After falling so in love with the first Yokohama Kaidashi Kikou OVA (1998), it’s hard not to be disappointed by Quiet Country Café (2002-2003), another two episode OVA that isn’t so much a follow up to the first as another adaptation of a later part of Hitoshi Ashinano’s manga. Tomomi Mochizuki—known for the Studio Ghibli outlier Ocean Waves—has a very different visual interpretation, instead of very detailed backgrounds with a focus on little movements and little flickers of light, creating these dense mixtures of nature and human wreckage, he chooses something more simply idyllic: still watercolours that centre much more on nature. Rather than the sound of a tram quietly rattling at sunset, the sound of wind blowing through the grass on an autumnal morning.

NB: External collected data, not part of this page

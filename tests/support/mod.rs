#![allow(dead_code)]

use std::{
    net::SocketAddr,
    path::{Path, PathBuf},
    sync::{Arc, Mutex},
};

use axum::{
    Json, Router,
    body::Body,
    extract::State,
    http::{HeaderMap, StatusCode, header::CONTENT_TYPE},
    response::{IntoResponse, Response},
    routing::post,
};
use http_body_util::BodyExt;
use jornageo::{
    application::{
        AppContext,
        content::ContentLoader,
        registration::RegistrationSubmitter,
        render::{ContentRenderer, RenderOptions},
    },
    infra::{
        content_source::FileContentSource, registration_client::HttpRegistrationGateway,
    },
};
use reqwest::{Client, Url};
use serde_json::Value;

pub const DOCUMENT: &str = r#"{
    "hero": {
        "tag": "Evento <b>Acadêmico</b>",
        "title": "JornaGEO 2025",
        "description": "Geotecnologias & gestão",
        "primaryButton": "Inscreva-se",
        "secondaryButton": "Programação",
        "stats": {"participants": 200, "participantsLabel": "Participantes", "days": "2", "daysLabel": "Dias"}
    },
    "about": {
        "title": "Sobre",
        "subtitle": "",
        "mainTitle": "Dados espaciais",
        "description": "Descrição",
        "features": [{"title": "<script>alert(1)</script>", "description": "Oficinas"}]
    },
    "schedule": {
        "title": "Programação",
        "subtitle": "Dois dias",
        "days": [{"day": "Dia 1", "date": "10/11", "sessions": [
            {"time": "09:00", "title": "Abertura", "speaker": "Maria"},
            {"time": "10:00", "title": "Mesa", "speakers": [{"name": "Ana", "photo": "ana.jpg"}]},
            {"time": "12:00", "title": "Almoço"}
        ]}]
    },
    "registration": {
        "title": "Inscrições",
        "subtitle": "Vagas limitadas",
        "price": "Gratuito",
        "includes": ["Certificado", "Coffee break"],
        "form": {"fields": [
            {"name": "name", "label": "Nome", "type": "text", "required": true},
            {"name": "email", "label": "E-mail", "type": "email", "required": true},
            {"name": "phone", "label": "Telefone", "type": "tel", "required": false},
            {"name": "management_area", "label": "Área", "type": "select", "required": true,
             "options": ["Planejamento", "Meio ambiente"]},
            {"name": "newsletter", "label": "Novidades", "type": "checkbox", "required": false}
        ]}
    },
    "coordination": {
        "title": "Coordenação",
        "coordinators": [
            {"section": "Geral", "name": "Carlos", "photo": "c.jpg", "lattes": "http://lattes.cnpq.br/1"},
            {"section": "Secretaria", "name": "Daniel", "photo": "d.jpg", "lattes": "http://lattes.cnpq.br/2", "phone": "(41) 3360-0000"}
        ]
    }
}"#;

pub fn write_document(dir: &Path, body: &str) -> PathBuf {
    let path = dir.join("content.json");
    std::fs::write(&path, body).expect("write content document");
    path
}

pub fn app_context(content: PathBuf, endpoint: Url, options: RenderOptions) -> AppContext {
    let loader = ContentLoader::new(
        Arc::new(FileContentSource::new(content)),
        ContentRenderer::new(options),
    );
    let gateway = HttpRegistrationGateway::new(Client::new(), endpoint);
    AppContext::new(
        Arc::new(loader),
        Arc::new(RegistrationSubmitter::new(Arc::new(gateway))),
    )
}

pub async fn body_to_string(body: Body) -> String {
    let bytes = body.collect().await.expect("collect body").to_bytes();
    String::from_utf8(bytes.to_vec()).expect("utf8 body")
}

/// A request the stub endpoint received.
#[derive(Debug, Clone)]
pub struct Received {
    pub content_type: Option<String>,
    pub body: Value,
}

/// Local stand-in for the remote registration endpoint.
#[derive(Clone)]
pub struct StubEndpoint {
    pub url: Url,
    status: StatusCode,
    body: &'static str,
    received: Arc<Mutex<Vec<Received>>>,
}

impl StubEndpoint {
    pub async fn spawn(status: StatusCode, body: &'static str) -> Self {
        let listener = tokio::net::TcpListener::bind("127.0.0.1:0")
            .await
            .expect("bind stub endpoint");
        let addr = listener.local_addr().expect("stub address");

        let stub = Self {
            url: register_url(addr),
            status,
            body,
            received: Arc::new(Mutex::new(Vec::new())),
        };
        let app = Router::new()
            .route("/register", post(stub_register))
            .with_state(stub.clone());
        tokio::spawn(async move {
            axum::serve(listener, app).await.expect("stub endpoint serves");
        });
        stub
    }

    pub fn received(&self) -> Vec<Received> {
        self.received.lock().expect("received lock").clone()
    }
}

async fn stub_register(
    State(stub): State<StubEndpoint>,
    headers: HeaderMap,
    Json(body): Json<Value>,
) -> Response {
    let content_type = headers
        .get(CONTENT_TYPE)
        .and_then(|value| value.to_str().ok())
        .map(str::to_string);
    stub.received
        .lock()
        .expect("received lock")
        .push(Received { content_type, body });

    (stub.status, [(CONTENT_TYPE, "application/json")], stub.body).into_response()
}

/// An endpoint URL nothing listens on.
pub async fn offline_endpoint() -> Url {
    let listener = tokio::net::TcpListener::bind("127.0.0.1:0")
        .await
        .expect("bind probe");
    let addr = listener.local_addr().expect("probe address");
    drop(listener);
    register_url(addr)
}

fn register_url(addr: SocketAddr) -> Url {
    Url::parse(&format!("http://{addr}/register")).expect("endpoint url")
}
mod middleware;
mod public;

pub use middleware::{REQUEST_ID_HEADER, RequestContext};
pub use public::{HttpState, build_router};
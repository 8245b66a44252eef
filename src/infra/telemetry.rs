use std::sync::Once;

use metrics::{Unit, describe_counter};
use tracing_error::ErrorLayer;
use tracing_subscriber::{
    EnvFilter, fmt,
    layer::{Layer, SubscriberExt},
    util::SubscriberInitExt,
};

use crate::{
    application::{content::METRIC_CONTENT_LOAD_FAILURES, registration::METRIC_REGISTRATION_SUBMISSIONS},
    config::{LogFormat, LoggingSettings},
};

use super::error::InfraError;

static METRIC_DESCRIPTIONS: Once = Once::new();

/// Install a global tracing subscriber using the provided logging settings.
pub fn init(logging: &LoggingSettings) -> Result<(), InfraError> {
    describe_metrics();

    let env_filter = EnvFilter::builder()
        .with_default_directive(logging.level.into())
        .from_env_lossy();

    let fmt_layer = match logging.format {
        LogFormat::Json => fmt::layer()
            .json()
            .with_current_span(true)
            .with_span_list(true)
            .with_target(true)
            .boxed(),
        LogFormat::Compact => fmt::layer().compact().with_target(true).boxed(),
    };

    tracing_subscriber::registry()
        .with(env_filter)
        .with(ErrorLayer::default())
        .with(fmt_layer)
        .try_init()
        .map_err(|err| {
            InfraError::telemetry(format!("failed to install tracing subscriber: {err}"))
        })
}

pub fn describe_metrics() {
    METRIC_DESCRIPTIONS.call_once(|| {
        describe_counter!(
            METRIC_REGISTRATION_SUBMISSIONS,
            Unit::Count,
            "Registration submissions, labelled by outcome (invalid|accepted|rejected|failed)."
        );
        describe_counter!(
            METRIC_CONTENT_LOAD_FAILURES,
            Unit::Count,
            "Content document loads that failed to fetch, parse or render."
        );
    });
}
use std::time::Instant;

use axum::{
    body::Body,
    http::{HeaderName, HeaderValue, Request},
    middleware::Next,
    response::Response,
};
use tracing::{debug, error, warn};
use uuid::Uuid;

use crate::application::error::ErrorReport;

pub const REQUEST_ID_HEADER: HeaderName = HeaderName::from_static("x-request-id");

#[derive(Clone)]
pub struct RequestContext {
    pub request_id: String,
}

pub async fn set_request_context(mut request: Request<Body>, next: Next) -> Response {
    let request_id = Uuid::new_v4().to_string();
    let ctx = RequestContext {
        request_id: request_id.clone(),
    };
    request.extensions_mut().insert(ctx.clone());

    let mut response = next.run(request).await;
    if let Ok(value) = HeaderValue::from_str(&request_id) {
        response.headers_mut().insert(REQUEST_ID_HEADER, value);
    }
    response.extensions_mut().insert(ctx);
    response
}

pub async fn log_responses(request: Request<Body>, next: Next) -> Response {
    let method = request.method().clone();
    let uri = request.uri().clone();
    let start = Instant::now();

    let request_id = request
        .extensions()
        .get::<RequestContext>()
        .map(|ctx| ctx.request_id.clone())
        .unwrap_or_default();

    let mut response = next.run(request).await;
    let status = response.status();
    let elapsed_ms = start.elapsed().as_millis();

    if !(status.is_client_error() || status.is_server_error()) {
        debug!(
            target = "jornageo::http::response",
            status = status.as_u16(),
            method = %method,
            path = %uri.path(),
            elapsed_ms = elapsed_ms,
            request_id = request_id,
            "request served",
        );
        return response;
    }

    let report = response.extensions_mut().remove::<ErrorReport>();
    let (source, messages) = match report {
        Some(report) => (report.source, report.messages),
        None => ("unknown", Vec::new()),
    };
    let detail = messages
        .first()
        .cloned()
        .unwrap_or_else(|| "no diagnostic available".to_string());

    if status.is_server_error() {
        error!(
            target = "jornageo::http::response",
            status = status.as_u16(),
            method = %method,
            path = %uri.path(),
            query = uri.query().unwrap_or(""),
            elapsed_ms = elapsed_ms,
            source = source,
            detail = %detail,
            chain = ?messages,
            request_id = request_id,
            "request failed",
        );
    } else {
        warn!(
            target = "jornageo::http::response",
            status = status.as_u16(),
            method = %method,
            path = %uri.path(),
            query = uri.query().unwrap_or(""),
            elapsed_ms = elapsed_ms,
            source = source,
            detail = %detail,
            chain = ?messages,
            request_id = request_id,
            "client request error",
        );
    }

    response
}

These background often have a vignette effect, fading into white around the edges, creating a more insular storybook world. They’re very pretty but when we’re asked to feel awe—in these set pieces of beauty that ended both episodes of the first OVA—they feel deeply insufficient. Surely not helped by opening on one of these scenes, having no dramatic arc leaning into it, as small as those arcs tend to be.
Despite such a misjudged opening, the storytelling is consistently strong. After Alpha spent a night sheltered from one of the storms that seem to have been responsible for bringing the world to its peacefully post-apocalyptic state, she walks back home to see if it survived. She looks down and sees her wind vane on the ground and then we cut to night, Alpha quietly playing her lute. It’s a devastating edit in a way that’s so unique to the Iyashikei genre, both overwhelming and small; a melodramatic event played with a quiet melancholy.
This OVA might have an even great sense of healing—the stated suppose of Iyashikei—the smaller scale and the modest beauty create not an overwhelming experience but a gentle one; like falling asleep on the grass on a summers day. Dramatic things happen, obviously Alpha’s house is destroyed, but really it’s just an excuse for her to go out and explore for a while. She doesn’t find much of anything and the second episode ends with her ready to go home. It has a comfortable and conservative world view, it’s not about some strange emptiness looking to be filled, it’s about wanting to go home.
In some ways it seems like Quiet Country Café fails largely in contrast, next to something so uniquely moving it look unsophisticated and parochial, but next to most anime it’s something else all together. In fact, it feels much closer to what is comfortably recognisable as anime, from the use of close-ups to fill in limited or simple animation to the fan service, though done with a uniquely tasteful lightness, within these sixty minutes we see one character touching another’s breast and one character being totally naked.
1 — Read my full piece on the OVA here.
2 — A TV movie produced to give the studio’s younger staff a place to shine, but was a failure both in that it went over budget and that no new generation of Ghibli has ever come. The studio seems like it will for all intents and purposes die with Hayao Miyazaki.